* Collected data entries
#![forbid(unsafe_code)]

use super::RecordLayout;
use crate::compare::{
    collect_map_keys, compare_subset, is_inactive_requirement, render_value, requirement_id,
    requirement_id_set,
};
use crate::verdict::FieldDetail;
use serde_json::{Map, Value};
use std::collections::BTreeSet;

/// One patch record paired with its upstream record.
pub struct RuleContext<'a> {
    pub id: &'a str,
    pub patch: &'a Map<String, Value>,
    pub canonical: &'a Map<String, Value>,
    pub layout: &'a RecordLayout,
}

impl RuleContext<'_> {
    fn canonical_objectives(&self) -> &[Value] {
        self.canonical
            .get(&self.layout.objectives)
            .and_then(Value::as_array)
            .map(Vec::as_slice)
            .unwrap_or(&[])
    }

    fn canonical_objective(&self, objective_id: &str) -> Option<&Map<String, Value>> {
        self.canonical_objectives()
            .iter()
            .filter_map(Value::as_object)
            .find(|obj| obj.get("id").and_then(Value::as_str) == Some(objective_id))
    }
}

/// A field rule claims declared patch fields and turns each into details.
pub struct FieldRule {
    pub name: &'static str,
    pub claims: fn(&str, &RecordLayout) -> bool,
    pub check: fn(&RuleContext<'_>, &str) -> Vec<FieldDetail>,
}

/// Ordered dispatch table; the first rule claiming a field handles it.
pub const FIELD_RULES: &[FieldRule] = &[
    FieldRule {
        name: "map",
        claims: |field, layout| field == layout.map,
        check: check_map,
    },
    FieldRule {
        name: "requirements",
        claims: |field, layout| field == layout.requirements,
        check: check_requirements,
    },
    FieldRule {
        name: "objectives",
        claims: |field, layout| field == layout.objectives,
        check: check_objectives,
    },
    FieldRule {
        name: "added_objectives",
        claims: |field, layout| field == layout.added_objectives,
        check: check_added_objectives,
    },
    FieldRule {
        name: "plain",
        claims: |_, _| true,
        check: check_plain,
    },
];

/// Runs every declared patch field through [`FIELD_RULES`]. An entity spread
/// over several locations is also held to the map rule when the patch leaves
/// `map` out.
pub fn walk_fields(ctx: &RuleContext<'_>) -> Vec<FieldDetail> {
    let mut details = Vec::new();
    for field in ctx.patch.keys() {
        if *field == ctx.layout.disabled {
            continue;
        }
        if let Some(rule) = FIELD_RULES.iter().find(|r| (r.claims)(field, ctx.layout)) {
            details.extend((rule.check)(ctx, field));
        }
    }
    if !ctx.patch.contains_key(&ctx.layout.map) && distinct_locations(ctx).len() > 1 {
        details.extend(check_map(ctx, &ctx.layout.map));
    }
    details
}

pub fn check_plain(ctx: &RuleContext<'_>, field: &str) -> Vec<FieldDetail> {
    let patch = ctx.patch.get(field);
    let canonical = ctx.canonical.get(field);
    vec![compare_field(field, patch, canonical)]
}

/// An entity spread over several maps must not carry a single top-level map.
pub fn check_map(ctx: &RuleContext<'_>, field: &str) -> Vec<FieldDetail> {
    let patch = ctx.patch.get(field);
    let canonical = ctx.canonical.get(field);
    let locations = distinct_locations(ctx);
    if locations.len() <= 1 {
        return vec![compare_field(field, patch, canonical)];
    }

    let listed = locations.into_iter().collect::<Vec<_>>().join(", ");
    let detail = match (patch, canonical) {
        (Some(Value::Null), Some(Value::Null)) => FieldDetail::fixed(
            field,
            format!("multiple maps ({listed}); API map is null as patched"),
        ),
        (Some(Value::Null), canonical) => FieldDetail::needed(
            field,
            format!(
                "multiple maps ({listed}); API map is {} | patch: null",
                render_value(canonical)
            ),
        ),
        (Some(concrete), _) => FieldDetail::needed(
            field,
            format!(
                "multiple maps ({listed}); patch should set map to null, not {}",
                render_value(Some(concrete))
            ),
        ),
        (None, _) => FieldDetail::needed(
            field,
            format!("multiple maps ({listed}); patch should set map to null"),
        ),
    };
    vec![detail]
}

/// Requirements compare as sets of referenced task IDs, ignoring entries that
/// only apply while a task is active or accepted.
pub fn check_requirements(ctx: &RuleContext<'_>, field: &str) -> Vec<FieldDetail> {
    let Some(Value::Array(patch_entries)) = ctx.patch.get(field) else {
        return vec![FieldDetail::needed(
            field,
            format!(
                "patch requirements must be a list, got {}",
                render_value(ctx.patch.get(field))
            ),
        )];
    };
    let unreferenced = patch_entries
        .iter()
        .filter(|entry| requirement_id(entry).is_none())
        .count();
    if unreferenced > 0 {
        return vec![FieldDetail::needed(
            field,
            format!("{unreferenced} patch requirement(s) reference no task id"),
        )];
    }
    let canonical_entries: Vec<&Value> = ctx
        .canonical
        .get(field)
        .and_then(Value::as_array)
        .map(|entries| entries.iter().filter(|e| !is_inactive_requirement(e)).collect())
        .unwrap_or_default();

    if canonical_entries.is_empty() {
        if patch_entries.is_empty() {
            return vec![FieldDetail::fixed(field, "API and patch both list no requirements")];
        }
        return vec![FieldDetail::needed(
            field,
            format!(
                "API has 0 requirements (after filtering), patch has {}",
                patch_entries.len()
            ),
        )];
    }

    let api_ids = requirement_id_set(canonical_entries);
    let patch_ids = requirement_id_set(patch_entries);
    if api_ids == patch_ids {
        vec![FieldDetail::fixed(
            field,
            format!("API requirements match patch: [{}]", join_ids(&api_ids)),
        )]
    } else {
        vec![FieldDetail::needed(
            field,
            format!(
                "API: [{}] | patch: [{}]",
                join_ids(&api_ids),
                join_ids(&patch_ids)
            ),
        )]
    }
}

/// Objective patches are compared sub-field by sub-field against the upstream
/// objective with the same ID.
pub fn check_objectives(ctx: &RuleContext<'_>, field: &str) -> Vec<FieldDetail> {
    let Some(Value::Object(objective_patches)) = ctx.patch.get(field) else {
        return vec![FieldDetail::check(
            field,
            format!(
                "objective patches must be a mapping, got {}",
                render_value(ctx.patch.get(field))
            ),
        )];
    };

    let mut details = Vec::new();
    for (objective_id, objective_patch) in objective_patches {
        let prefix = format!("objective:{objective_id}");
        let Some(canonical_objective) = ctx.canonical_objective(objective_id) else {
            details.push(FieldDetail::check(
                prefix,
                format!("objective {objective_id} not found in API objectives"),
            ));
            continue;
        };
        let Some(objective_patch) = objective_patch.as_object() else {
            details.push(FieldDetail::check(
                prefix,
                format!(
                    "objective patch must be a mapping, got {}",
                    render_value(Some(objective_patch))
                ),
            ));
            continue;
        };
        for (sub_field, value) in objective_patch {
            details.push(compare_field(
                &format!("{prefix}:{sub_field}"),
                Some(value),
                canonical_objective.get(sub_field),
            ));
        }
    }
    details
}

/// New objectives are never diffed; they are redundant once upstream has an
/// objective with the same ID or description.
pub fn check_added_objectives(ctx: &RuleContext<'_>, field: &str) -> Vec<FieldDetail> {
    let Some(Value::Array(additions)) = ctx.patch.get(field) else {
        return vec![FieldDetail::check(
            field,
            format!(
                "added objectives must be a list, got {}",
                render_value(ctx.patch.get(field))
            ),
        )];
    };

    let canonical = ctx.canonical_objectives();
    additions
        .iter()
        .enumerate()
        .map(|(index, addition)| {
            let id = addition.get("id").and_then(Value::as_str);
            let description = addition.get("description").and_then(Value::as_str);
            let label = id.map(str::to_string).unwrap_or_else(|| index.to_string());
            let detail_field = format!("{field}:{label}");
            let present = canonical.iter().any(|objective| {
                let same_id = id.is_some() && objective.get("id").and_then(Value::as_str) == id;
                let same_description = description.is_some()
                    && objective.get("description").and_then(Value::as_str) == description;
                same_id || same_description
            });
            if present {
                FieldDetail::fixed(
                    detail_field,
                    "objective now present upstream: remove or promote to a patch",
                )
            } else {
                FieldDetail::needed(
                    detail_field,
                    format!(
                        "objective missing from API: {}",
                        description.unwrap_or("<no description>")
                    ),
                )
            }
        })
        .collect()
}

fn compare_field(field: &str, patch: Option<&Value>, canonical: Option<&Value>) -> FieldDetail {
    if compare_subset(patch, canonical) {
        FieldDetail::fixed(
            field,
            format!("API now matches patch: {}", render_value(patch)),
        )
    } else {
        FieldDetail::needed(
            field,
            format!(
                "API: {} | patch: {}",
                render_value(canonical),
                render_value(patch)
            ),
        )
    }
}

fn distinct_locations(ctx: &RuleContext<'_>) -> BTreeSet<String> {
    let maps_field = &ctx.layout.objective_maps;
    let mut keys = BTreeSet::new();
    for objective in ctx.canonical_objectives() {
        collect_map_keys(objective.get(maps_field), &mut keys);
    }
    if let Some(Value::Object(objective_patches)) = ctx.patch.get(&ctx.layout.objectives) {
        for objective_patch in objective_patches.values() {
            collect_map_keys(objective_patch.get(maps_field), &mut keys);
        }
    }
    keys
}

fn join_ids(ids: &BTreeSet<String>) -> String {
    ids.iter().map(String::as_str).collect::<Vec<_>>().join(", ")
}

* Directions for this task
The answer should contain only the lines from the first line of the entries through the line holding "use std::collections::BTreeSet;", each exactly as written.

* Answer space
#![forbid(unsafe_code)]

use super::RecordLayout;
use crate::compare::{
    collect_map_keys, compare_subset, is_inactive_requirement, render_value, requirement_id,
    requirement_id_set,
};
use crate::verdict::FieldDetail;
use serde_json::{Map, Value};
use std::collections::BTreeSet;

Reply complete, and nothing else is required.